Coppola has called Lost in Translation a “valentine” to Tokyo, though she should know better: her love letter is to her own experience of the city, where she spent time in her 20s, and not the city itself. This isn’t a flaw but an essential feature, the reason for the movie’s being and achievement. “There’s no such thing as setting in fiction,” a teacher of mine used to say. “There’s only point of view.” The Tokyo of Coppola’s movie is a city that exists only in the minds of its protagonists: glittering, elusive, unsettling, exhilarating. The movie before us could take place anywhere. This fact can be deployed as a criticism, but it serves as the film’s beating heart. Lost in Translation isn’t a portrait of a place nor even of people, but of the shimmering space around and between them, a diptych that grows singular as it goes.

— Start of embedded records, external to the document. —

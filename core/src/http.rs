//! HTTP transport types described as plain data.
//!
//! # Design
//! The core builds `HttpRequest` values and receives `HttpResponse` values;
//! executing the round-trip is the `Transport`'s job. Keeping these as owned
//! data makes requests easy to record in tests and safe to move across the
//! worker pool.

use std::fmt;
use std::str::FromStr;

use serde::{Deserialize, Serialize};

use crate::auth::Auth;
use crate::error::ApiError;

/// HTTP method for a request. This is the complete allow-list of verbs an
/// `Endpoint` may use.
#[derive(Debug, Clone, Copy, PartialEq, Eq, Hash, Serialize, Deserialize)]
#[serde(rename_all = "lowercase")]
pub enum HttpMethod {
    Head,
    Options,
    Get,
    Post,
    Put,
    Delete,
    Patch,
    Trace,
    Connect,
}

impl HttpMethod {
    pub const ALL: [HttpMethod; 9] = [
        HttpMethod::Head,
        HttpMethod::Options,
        HttpMethod::Get,
        HttpMethod::Post,
        HttpMethod::Put,
        HttpMethod::Delete,
        HttpMethod::Patch,
        HttpMethod::Trace,
        HttpMethod::Connect,
    ];

    /// Upper-case wire name.
    pub fn as_str(self) -> &'static str {
        match self {
            HttpMethod::Head => "HEAD",
            HttpMethod::Options => "OPTIONS",
            HttpMethod::Get => "GET",
            HttpMethod::Post => "POST",
            HttpMethod::Put => "PUT",
            HttpMethod::Delete => "DELETE",
            HttpMethod::Patch => "PATCH",
            HttpMethod::Trace => "TRACE",
            HttpMethod::Connect => "CONNECT",
        }
    }
}

impl fmt::Display for HttpMethod {
    fn fmt(&self, f: &mut fmt::Formatter<'_>) -> fmt::Result {
        f.write_str(self.as_str())
    }
}

impl FromStr for HttpMethod {
    type Err = ApiError;

    /// Case-insensitive lookup; anything outside the allow-list is rejected.
    fn from_str(s: &str) -> Result<Self, Self::Err> {
        HttpMethod::ALL
            .into_iter()
            .find(|m| m.as_str().eq_ignore_ascii_case(s))
            .ok_or_else(|| ApiError::InvalidVerb(s.to_string()))
    }
}

/// Body attached to an outgoing request.
#[derive(Debug, Clone, PartialEq)]
pub enum RequestBody {
    /// Serialized as JSON with `content-type: application/json`.
    Json(serde_json::Value),
    /// Sent as `application/x-www-form-urlencoded`.
    Form(Vec<(String, String)>),
    /// Sent verbatim.
    Raw(Vec<u8>),
}

impl RequestBody {
    /// Encoded bytes plus the content type implied by the variant, if any.
    pub fn encode(&self) -> Result<(Vec<u8>, Option<&'static str>), ApiError> {
        match self {
            RequestBody::Json(value) => {
                let bytes = serde_json::to_vec(value).map_err(|e| ApiError::Serialization(e.to_string()))?;
                Ok((bytes, Some("application/json")))
            }
            RequestBody::Form(pairs) => {
                let encoded = url::form_urlencoded::Serializer::new(String::new())
                    .extend_pairs(pairs)
                    .finish();
                Ok((encoded.into_bytes(), Some("application/x-www-form-urlencoded")))
            }
            RequestBody::Raw(bytes) => Ok((bytes.clone(), None)),
        }
    }
}

/// An HTTP request described as plain data.
///
/// `url` is absolute but carries no query string; `query` pairs are appended
/// by the transport.
#[derive(Debug, Clone)]
pub struct HttpRequest {
    pub method: HttpMethod,
    pub url: String,
    pub query: Vec<(String, String)>,
    pub headers: Vec<(String, String)>,
    pub body: Option<RequestBody>,
    pub auth: Auth,
}

impl HttpRequest {
    /// Case-insensitive header lookup.
    pub fn header(&self, name: &str) -> Option<&str> {
        self.headers
            .iter()
            .find(|(k, _)| k.eq_ignore_ascii_case(name))
            .map(|(_, v)| v.as_str())
    }

    /// The absolute URL including the encoded query string.
    pub fn full_url(&self) -> Result<url::Url, ApiError> {
        let mut url = url::Url::parse(&self.url).map_err(ApiError::transport)?;
        if !self.query.is_empty() {
            url.query_pairs_mut().extend_pairs(&self.query);
        }
        Ok(url)
    }
}

/// An HTTP response described as plain data.
#[derive(Debug, Clone, PartialEq, Eq)]
pub struct HttpResponse {
    pub status: u16,
    pub headers: Vec<(String, String)>,
    pub body: Vec<u8>,
}

impl HttpResponse {
    pub fn new(status: u16, body: impl Into<Vec<u8>>) -> Self {
        Self {
            status,
            headers: Vec::new(),
            body: body.into(),
        }
    }

    /// `204 No Content` with an empty body.
    pub fn empty() -> Self {
        Self::new(204, Vec::new())
    }

    /// 4xx and 5xx statuses.
    pub fn is_error(&self) -> bool {
        self.status >= 400
    }

    /// Body as text, replacing invalid UTF-8.
    pub fn text(&self) -> std::borrow::Cow<'_, str> {
        String::from_utf8_lossy(&self.body)
    }
}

Returning to the movie, I feared that this relationship, too, might be diminished by time: both the length of time that has passed since the movie’s release and the moment of time in which I watch, weighted with a hyper-vigilant attention to all that can go wrong between older, more powerful men and younger, less powerful women. But Bob’s interest in a woman 20 years his junior strikes me as even more gentle, even less sexually charged, than it once did. Credit is due to Murray’s veteran presence, but credit is due, too, to Coppola’s faith in the specific story she is bent on telling, its details and its ambition.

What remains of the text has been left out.